However, it is important to note that this equality is not mandatory. If
the auditor opts for an initial sample size larger than
$n_s$,
they can decrease the size of the follow-up sample. To illustrate this
tradeoff, you can use the plot()
function. The resulting
figure includes textual information specifying the total sample size
under the equality constrained multi-stage sampling plan (red) and under
multiple choices for the initial sample size
$n_1$.
plot(multiplan)
Next, let’s explore how to use the planning()
function
to compute the minimum sample size needed to estimate the misstatement
in the population with a certain minimum precision. Precision is defined
as the gap between the most likely misstatement and the upper limit on
the misstatement. For this example, the minimum precision is set to two
percent of the population value. Note that ‘minimum’ in this context
implies that the precision in the auditor’s inference should not exceed
two percent.
Sampling objective: Calculate a minimum sample size such that, when zero misstatements are found in the sample, there is a 95 percent chance that the misstatement in the population is at most 2 percent above the most likely misstatement.
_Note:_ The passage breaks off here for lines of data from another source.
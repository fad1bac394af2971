use super::progress::Spinner;
use super::{describe_api_error, AppContext};
use crate::output::{new_table, Output};
use cinelist_api::ProfileService;
use color_eyre::Result;
use comfy_table::{Attribute, Cell};
use serde_json::json;

pub async fn run_profile(context: &AppContext, account_id: Option<String>, output: &Output) -> Result<()> {
    let account_id = account_id
        .or_else(|| context.credentials.get_account_id().cloned())
        .ok_or_else(|| {
            color_eyre::eyre::eyre!("No account id given; pass one or run `cinelist config token --account-id <id>`")
        })?;

    let service = ProfileService::new(context.http_client()?);
    let spinner = Spinner::start("Fetching profile...", output.is_human());
    let profile = service.profile(&account_id).await;
    spinner.finish();
    let profile = profile
        .map_err(|e| color_eyre::eyre::eyre!("Failed to fetch profile {}: {}", account_id, describe_api_error(&e)))?;

    if !output.is_human() {
        output.json(&json!(profile));
        return Ok(());
    }

    let mut table = new_table();
    let rows = [
        ("Id", profile.id.to_string()),
        ("Name", profile.name.clone()),
        ("Username", profile.username.clone()),
        ("Language", profile.iso_639_1.clone()),
        ("Region", profile.iso_3166_1.clone()),
        ("Adult content", if profile.include_adult { "yes" } else { "no" }.to_string()),
    ];
    for (label, value) in rows {
        table.add_row(vec![Cell::new(label).add_attribute(Attribute::Bold), Cell::new(value)]);
    }
    output.heading("Profile");
    output.table(&table);
    Ok(())
}
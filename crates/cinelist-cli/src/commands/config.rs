use super::{mask_string, prompts, AppContext};
use crate::output::{new_table, Output};
use crate::ConfigCommands;
use cinelist_config::ACCESS_TOKEN_ENV;
use color_eyre::Result;
use comfy_table::{Attribute, Cell, Color};
use serde_json::json;

pub fn run_config(context: AppContext, cmd: ConfigCommands, output: &Output) -> Result<()> {
    match cmd {
        ConfigCommands::Show { full } => {
            show_config(&context, full, output);
            Ok(())
        }
        ConfigCommands::Token { token, account_id } => configure_token(context, token, account_id, output),
    }
}

/// Where the effective access token comes from
fn token_source(context: &AppContext) -> &'static str {
    let from_env = std::env::var(ACCESS_TOKEN_ENV)
        .map(|t| !t.trim().is_empty())
        .unwrap_or(false);
    if from_env {
        "environment"
    } else if context.credentials.get_access_token().is_some() {
        "credentials file"
    } else {
        "not set"
    }
}

fn show_config(context: &AppContext, full: bool, output: &Output) {
    let config = &context.config;
    let token = context.credentials.resolve_access_token().unwrap_or_default();
    let token_display = if full { token.clone() } else { mask_string(&token) };
    let config_file = context.paths.config_file();

    if !output.is_human() {
        output.json(&json!({
            "config_file": config_file.display().to_string(),
            "storage_dir": context.paths.storage_dir().display().to_string(),
            "api": {
                "base_url": config.api.base_url,
                "image_base_url": config.api.image_base_url,
                "timeout_ms": config.api.timeout_ms,
                "language": config.api.language,
                "region": config.api.region,
            },
            "feed": {
                "stale_secs": config.feed.stale_secs,
                "gc_secs": config.feed.gc_secs,
            },
            "logging": {
                "level": config.logging.level,
                "json": config.logging.json,
                "file": config.logging.file.as_ref().map(|p| p.display().to_string()),
            },
            "access_token": token_display,
            "access_token_source": token_source(context),
            "account_id": context.credentials.get_account_id(),
        }));
        return;
    }

    if !config_file.exists() {
        output.warn(format!("No configuration file at {}; using defaults", config_file.display()));
    }

    let section = |title: &str, rows: Vec<(&str, String)>| {
        let mut table = new_table();
        table.set_header(vec![Cell::new(title).fg(Color::Cyan).add_attribute(Attribute::Bold)]);
        for (label, value) in rows {
            table.add_row(vec![Cell::new(label), Cell::new(value)]);
        }
        output.table(&table);
    };

    output.heading("Configuration");
    section(
        "Files",
        vec![
            ("Config file", config_file.display().to_string()),
            ("Credentials", context.paths.credentials_file().display().to_string()),
            ("Storage", context.paths.storage_dir().display().to_string()),
        ],
    );
    section(
        "API",
        vec![
            ("Base URL", config.api.base_url.clone()),
            ("Image base URL", config.api.image_base_url.clone()),
            ("Timeout", format!("{}ms", config.api.timeout_ms)),
            ("Language", config.api.language.clone()),
            ("Region", config.api.region.clone().unwrap_or_else(|| "-".to_string())),
            ("Access token", format!("{} ({})", token_display, token_source(context))),
            (
                "Account id",
                context
                    .credentials
                    .get_account_id()
                    .cloned()
                    .unwrap_or_else(|| "-".to_string()),
            ),
        ],
    );
    section(
        "Feed cache",
        vec![
            ("Fresh for", format!("{}s", config.feed.stale_secs)),
            ("Evicted after", format!("{}s idle", config.feed.gc_secs)),
        ],
    );
    section(
        "Logging",
        vec![
            ("Level", config.logging.level.clone()),
            ("JSON", config.logging.json.to_string()),
            (
                "File",
                config
                    .logging
                    .file
                    .as_ref()
                    .map(|p| p.display().to_string())
                    .unwrap_or_else(|| "stderr".to_string()),
            ),
        ],
    );
}

fn configure_token(
    mut context: AppContext,
    token: Option<String>,
    account_id: Option<String>,
    output: &Output,
) -> Result<()> {
    let token = match token {
        Some(token) => token,
        None => prompts::prompt_password("API read access token")?,
    };
    let token = token.trim().to_string();
    if token.is_empty() {
        return Err(color_eyre::eyre::eyre!("Access token cannot be empty"));
    }

    context.credentials.set_access_token(token);
    if let Some(account_id) = account_id {
        context.credentials.set_account_id(account_id.trim().to_string());
    }

    let credentials_file = context.paths.credentials_file();
    context
        .credentials
        .save()
        .map_err(|e| color_eyre::eyre::eyre!("Failed to save credentials to {}: {}", credentials_file.display(), e))?;

    output.success(format!("Access token saved to {}", credentials_file.display()));
    if token_source(&context) == "environment" {
        output.warn(format!("{} is set and takes precedence over the stored token", ACCESS_TOKEN_ENV));
    }
    Ok(())
}
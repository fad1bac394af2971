use crate::query_cache::{FetchPolicy, QueryCache, DEFAULT_GC_TIME, DEFAULT_STALE_TIME};
use cinelist_api::{ApiError, MovieFeedSource, PaginationParams, DEFAULT_LANGUAGE};
use cinelist_models::{Category, Movie, MoviePage, SortFilter};
use futures::FutureExt;
use std::sync::{Arc, Mutex, MutexGuard};
use std::time::Duration;
use tokio::sync::watch;
use tracing::{debug, info, warn};

/// Identifies one paginated feed
#[derive(Debug, Clone, Copy, PartialEq, Eq, Hash)]
pub struct FeedKey {
    pub category: Category,
    pub sort: SortFilter,
}

impl FeedKey {
    pub fn new(category: Category, sort: SortFilter) -> Self {
        Self { category, sort }
    }
}

#[derive(Debug, Clone, Copy, PartialEq, Eq, Hash)]
struct PageKey {
    feed: FeedKey,
    page: u32,
}

#[derive(Debug, Clone)]
pub struct FeedOptions {
    pub language: String,
    pub region: Option<String>,
    pub stale_time: Duration,
    pub gc_time: Duration,
}

impl Default for FeedOptions {
    fn default() -> Self {
        Self {
            language: DEFAULT_LANGUAGE.to_string(),
            region: None,
            stale_time: DEFAULT_STALE_TIME,
            gc_time: DEFAULT_GC_TIME,
        }
    }
}

/// Point-in-time view of the feed
#[derive(Debug, Clone, Default)]
pub struct FeedSnapshot {
    pub key: Option<FeedKey>,
    pub movies: Vec<Movie>,
    pub is_loading: bool,
    pub is_loading_more: bool,
    pub has_next_page: bool,
    pub can_load_more: bool,
    pub error: Option<ApiError>,
    pub current_page: u32,
    pub pages_loaded: usize,
    pub total_pages: u32,
    pub total_results: u64,
}

#[derive(Debug, Default)]
struct FeedState {
    key: Option<FeedKey>,
    pages: Vec<MoviePage>,
    current_page: u32,
    is_loading: bool,
    is_loading_more: bool,
    error: Option<ApiError>,
    // Only the response to the most recently issued request is applied
    latest_token: u64,
}

impl FeedState {
    fn issue_token(&mut self) -> u64 {
        self.latest_token += 1;
        self.latest_token
    }

    fn reset_for(&mut self, key: FeedKey) -> u64 {
        self.key = Some(key);
        self.pages.clear();
        self.current_page = 0;
        self.is_loading = true;
        self.is_loading_more = false;
        self.error = None;
        self.issue_token()
    }

    fn has_next_page(&self) -> bool {
        self.pages.last().map(|page| page.has_next_page()).unwrap_or(false)
    }

    fn snapshot(&self) -> FeedSnapshot {
        let has_next_page = self.has_next_page();
        let last = self.pages.last();
        FeedSnapshot {
            key: self.key,
            movies: self.pages.iter().flat_map(|page| page.results.iter().cloned()).collect(),
            is_loading: self.is_loading,
            is_loading_more: self.is_loading_more,
            has_next_page,
            can_load_more: has_next_page && !self.is_loading_more,
            error: self.error.clone(),
            current_page: self.current_page,
            pages_loaded: self.pages.len(),
            total_pages: last.map(|page| page.total_pages).unwrap_or(0),
            total_results: last.map(|page| page.total_results).unwrap_or(0),
        }
    }
}

/// Accumulates the pages of one (category, sort) feed at a time.
///
/// Switching feeds resets the page list. Responses that arrive after a newer request was
/// issued, or for a feed that is no longer selected, are dropped. Pages are shared through
/// a [`QueryCache`] so revisiting a feed inside the freshness window costs no requests.
pub struct FeedFetcher {
    source: Arc<dyn MovieFeedSource>,
    options: FeedOptions,
    cache: QueryCache<PageKey, MoviePage, ApiError>,
    state: Mutex<FeedState>,
    snapshots: watch::Sender<FeedSnapshot>,
}

impl FeedFetcher {
    pub fn new(source: Arc<dyn MovieFeedSource>, options: FeedOptions) -> Self {
        let cache = QueryCache::new(options.stale_time, options.gc_time);
        let (snapshots, _) = watch::channel(FeedSnapshot::default());
        Self {
            source,
            options,
            cache,
            state: Mutex::new(FeedState::default()),
            snapshots,
        }
    }

    fn state(&self) -> MutexGuard<'_, FeedState> {
        self.state.lock().unwrap_or_else(|poisoned| poisoned.into_inner())
    }

    pub fn snapshot(&self) -> FeedSnapshot {
        self.state().snapshot()
    }

    pub fn subscribe(&self) -> watch::Receiver<FeedSnapshot> {
        self.snapshots.subscribe()
    }

    pub fn movies(&self) -> Vec<Movie> {
        self.snapshot().movies
    }

    pub fn can_load_more(&self) -> bool {
        self.snapshot().can_load_more
    }

    /// Select a feed and load its first page
    pub async fn load(&self, category: Category, sort: SortFilter) -> Result<FeedSnapshot, ApiError> {
        let key = FeedKey::new(category, sort);
        let token = {
            let mut state = self.state();
            if state.key != Some(key) {
                info!("Loading {} sorted by {}", category, sort);
            }
            state.reset_for(key)
        };
        self.publish();
        self.run(key, 1, token, FetchPolicy::CacheFirst).await
    }

    /// Fetch the page after the last one loaded. A no-op while another request is
    /// outstanding or when the feed is exhausted.
    pub async fn load_more(&self) -> Result<FeedSnapshot, ApiError> {
        let (key, page, token) = {
            let mut state = self.state();
            let Some(key) = state.key else {
                debug!("load_more called before any feed was loaded");
                return Ok(state.snapshot());
            };
            if state.is_loading || state.is_loading_more {
                debug!("load_more ignored, request already in flight");
                return Ok(state.snapshot());
            }
            if !state.has_next_page() {
                debug!("load_more ignored, no further pages");
                return Ok(state.snapshot());
            }
            state.is_loading_more = true;
            (key, state.current_page + 1, state.issue_token())
        };
        self.publish();
        self.run(key, page, token, FetchPolicy::CacheFirst).await
    }

    /// Drop cached pages for the current feed and refetch page 1 from the source
    pub async fn refresh(&self) -> Result<FeedSnapshot, ApiError> {
        let (key, token) = {
            let mut state = self.state();
            let Some(key) = state.key else {
                return Ok(state.snapshot());
            };
            (key, state.reset_for(key))
        };
        self.cache.invalidate(|page_key| page_key.feed == key);
        info!("Refreshing {} sorted by {}", key.category, key.sort);
        self.publish();
        self.run(key, 1, token, FetchPolicy::NetworkOnly).await
    }

    /// Evict idle cached pages
    pub fn collect_garbage(&self) -> usize {
        self.cache.collect_garbage()
    }

    fn params_for(&self, key: FeedKey, page: u32) -> PaginationParams {
        PaginationParams::default()
            .page(page)
            .language(self.options.language.clone())
            .region(self.options.region.clone())
            .sort_by(Some(key.sort.value().to_string()))
    }

    async fn run(&self, key: FeedKey, page: u32, token: u64, policy: FetchPolicy) -> Result<FeedSnapshot, ApiError> {
        let source = Arc::clone(&self.source);
        let params = self.params_for(key, page);
        let page_key = PageKey { feed: key, page };

        let result = self
            .cache
            .fetch(page_key, policy, move || {
                async move { source.fetch_page(key.category, &params).await }.boxed()
            })
            .await;

        self.apply(key, page, token, &result);
        match result {
            Ok(_) => Ok(self.snapshot()),
            Err(e) => Err(e),
        }
    }

    fn apply(&self, key: FeedKey, requested: u32, token: u64, result: &Result<MoviePage, ApiError>) {
        {
            let mut state = self.state();
            if state.latest_token != token || state.key != Some(key) {
                debug!("Discarding superseded response for page {} of {:?}", requested, key);
                return;
            }

            match result {
                Ok(page) => {
                    if requested == 1 {
                        state.pages = vec![page.clone()];
                    } else {
                        state.pages.push(page.clone());
                    }
                    state.current_page = page.page;
                    state.error = None;
                    debug!(
                        "Applied page {}/{} ({} movies)",
                        page.page,
                        page.total_pages,
                        page.results.len()
                    );
                }
                Err(e) => {
                    warn!("Failed to load page {} of {:?}: {}", requested, key, e);
                    state.error = Some(e.clone());
                }
            }
            state.is_loading = false;
            state.is_loading_more = false;
        }
        self.publish();
    }

    fn publish(&self) {
        let snapshot = self.snapshot();
        self.snapshots.send_replace(snapshot);
    }
}
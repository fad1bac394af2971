use crate::client::{HttpClient, RequestOptions};
use crate::error::ApiError;
use crate::traits::MovieFeedSource;
use async_trait::async_trait;
use cinelist_models::{Category, Movie, MovieCredits, MoviePage};
use std::sync::Arc;

pub const GET_NOW_PLAYING_MOVIES: &str = "/movie/now_playing";
pub const GET_UPCOMING_MOVIES: &str = "/movie/upcoming";
pub const GET_POPULAR_MOVIES: &str = "/movie/popular";
pub const GET_MOVIE_DETAIL: &str = "/movie/{movie_id}";
pub const GET_MOVIE_CREDITS: &str = "/movie/{movie_id}/credits";
pub const GET_MOVIE_RECOMMENDATIONS: &str = "/movie/{movie_id}/recommendations";

pub const DEFAULT_LANGUAGE: &str = "en-US";

/// Query parameters accepted by the list endpoints
#[derive(Debug, Clone, Default, PartialEq, Eq, Hash)]
pub struct PaginationParams {
    pub page: Option<u32>,
    pub language: Option<String>,
    pub region: Option<String>,
    pub sort_by: Option<String>,
}

impl PaginationParams {
    pub fn page(mut self, page: u32) -> Self {
        self.page = Some(page);
        self
    }

    pub fn language(mut self, language: impl Into<String>) -> Self {
        self.language = Some(language.into());
        self
    }

    pub fn region(mut self, region: Option<String>) -> Self {
        self.region = region;
        self
    }

    pub fn sort_by(mut self, sort_by: Option<String>) -> Self {
        self.sort_by = sort_by;
        self
    }

    /// `page` and `language` are always sent; `region` and `sort_by` only when set
    pub fn to_options(&self) -> RequestOptions {
        let mut options = RequestOptions::new()
            .param("page", self.page.unwrap_or(1))
            .param("language", self.language.as_deref().unwrap_or(DEFAULT_LANGUAGE));

        if let Some(region) = &self.region {
            options = options.param("region", region);
        }
        if let Some(sort_by) = &self.sort_by {
            options = options.param("sort_by", sort_by);
        }
        options
    }
}

pub(crate) fn with_id(template: &str, placeholder: &str, id: &str) -> String {
    template.replace(placeholder, &urlencoding::encode(id))
}

fn movie_route(template: &str, movie_id: u64) -> String {
    with_id(template, "{movie_id}", &movie_id.to_string())
}

/// Typed access to the movie endpoints. Failures come back exactly as the client
/// reported them.
#[derive(Clone)]
pub struct MovieService {
    client: Arc<HttpClient>,
}

impl MovieService {
    pub fn new(client: Arc<HttpClient>) -> Self {
        Self { client }
    }

    pub fn client(&self) -> &Arc<HttpClient> {
        &self.client
    }

    async fn list(&self, route: &str, params: &PaginationParams) -> Result<MoviePage, ApiError> {
        let response = self.client.get::<MoviePage>(route, &params.to_options()).await?;
        Ok(response.data)
    }

    pub async fn popular(&self, params: &PaginationParams) -> Result<MoviePage, ApiError> {
        self.list(GET_POPULAR_MOVIES, params).await
    }

    pub async fn now_playing(&self, params: &PaginationParams) -> Result<MoviePage, ApiError> {
        self.list(GET_NOW_PLAYING_MOVIES, params).await
    }

    pub async fn upcoming(&self, params: &PaginationParams) -> Result<MoviePage, ApiError> {
        self.list(GET_UPCOMING_MOVIES, params).await
    }

    pub async fn by_category(&self, category: Category, params: &PaginationParams) -> Result<MoviePage, ApiError> {
        match category {
            Category::Popular => self.popular(params).await,
            Category::NowPlaying => self.now_playing(params).await,
            Category::Upcoming => self.upcoming(params).await,
        }
    }

    pub async fn detail(&self, movie_id: u64) -> Result<Movie, ApiError> {
        let route = movie_route(GET_MOVIE_DETAIL, movie_id);
        Ok(self.client.get::<Movie>(&route, &RequestOptions::new()).await?.data)
    }

    pub async fn credits(&self, movie_id: u64) -> Result<MovieCredits, ApiError> {
        let route = movie_route(GET_MOVIE_CREDITS, movie_id);
        Ok(self.client.get::<MovieCredits>(&route, &RequestOptions::new()).await?.data)
    }

    pub async fn recommendations(&self, movie_id: u64) -> Result<MoviePage, ApiError> {
        let route = movie_route(GET_MOVIE_RECOMMENDATIONS, movie_id);
        Ok(self.client.get::<MoviePage>(&route, &RequestOptions::new()).await?.data)
    }
}

#[async_trait]
impl MovieFeedSource for MovieService {
    async fn fetch_page(&self, category: Category, params: &PaginationParams) -> Result<MoviePage, ApiError> {
        self.by_category(category, params).await
    }
}
use serde::{Deserialize, Serialize};

#[derive(Debug, Clone, Default, Serialize, Deserialize, PartialEq)]
pub struct MovieCredits {
    pub id: u64,
    #[serde(default)]
    pub cast: Vec<CastMember>,
    #[serde(default)]
    pub crew: Vec<CrewMember>,
}

#[derive(Debug, Clone, Default, Serialize, Deserialize, PartialEq)]
pub struct CastMember {
    pub id: u64,
    pub name: String,
    #[serde(default)]
    pub original_name: String,
    #[serde(default)]
    pub character: String,
    #[serde(default)]
    pub profile_path: Option<String>,
    #[serde(default)]
    pub known_for_department: String,
    #[serde(default)]
    pub credit_id: String,
    #[serde(default)]
    pub cast_id: u64,
    #[serde(default)]
    pub order: u32,
    #[serde(default)]
    pub gender: u8,
    #[serde(default)]
    pub popularity: f64,
    #[serde(default)]
    pub adult: bool,
}

#[derive(Debug, Clone, Default, Serialize, Deserialize, PartialEq)]
pub struct CrewMember {
    pub id: u64,
    pub name: String,
    #[serde(default)]
    pub original_name: String,
    #[serde(default)]
    pub department: String,
    #[serde(default)]
    pub job: String,
    #[serde(default)]
    pub profile_path: Option<String>,
    #[serde(default)]
    pub known_for_department: String,
    #[serde(default)]
    pub credit_id: String,
    #[serde(default)]
    pub gender: u8,
    #[serde(default)]
    pub popularity: f64,
    #[serde(default)]
    pub adult: bool,
}

impl MovieCredits {
    /// First crew member credited in `department` (e.g. "Directing", "Writing")
    pub fn first_in_department(&self, department: &str) -> Option<&CrewMember> {
        self.crew.iter().find(|member| member.department == department)
    }

    /// Cast in billing order
    pub fn billed_cast(&self) -> Vec<&CastMember> {
        let mut cast: Vec<&CastMember> = self.cast.iter().collect();
        cast.sort_by_key(|member| member.order);
        cast
    }
}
You can calculate the minimum sample size for this sampling objective
by specifying the min.precision
argument in the
planning()
function, as shown in the command below. The
result indicates that, assuming
$k$
= 0 tolerable misstatements in the sample, the minimum sample size is
$n$
= 149 items or units.
planning(min.precision = 0.02, likelihood = "binomial")
##
## Classical Audit Sample Planning
##
## minimum sample size = 149
## sample size obtained in 150 iterations via method 'binomial'
To carry out Bayesian planning, you need to provide an input for the
prior
argument in the planning()
function. If
you set prior = TRUE
, the function will perform Bayesian
planning using a default
prior that is conjugate to the specified likelihood
.
For instance, the command below employs a default
gamma($\alpha$
= 1,
$\beta$
= 1) prior distribution to plan the sample.
##
## Bayesian Audit Sample Planning Summary
##
## Options:
## Confidence level: 0.95
## Materiality: 0.03
## Hypotheses: H₀: Θ > 0.03 vs. H₁: Θ < 0.03
## Expected: 0
## Likelihood: poisson
## Prior distribution: gamma(α = 1, β = 1)
##
## Results:
## Minimum sample size: 99
## Tolerable errors: 0
## Posterior distribution: gamma(α = 1, β = 100)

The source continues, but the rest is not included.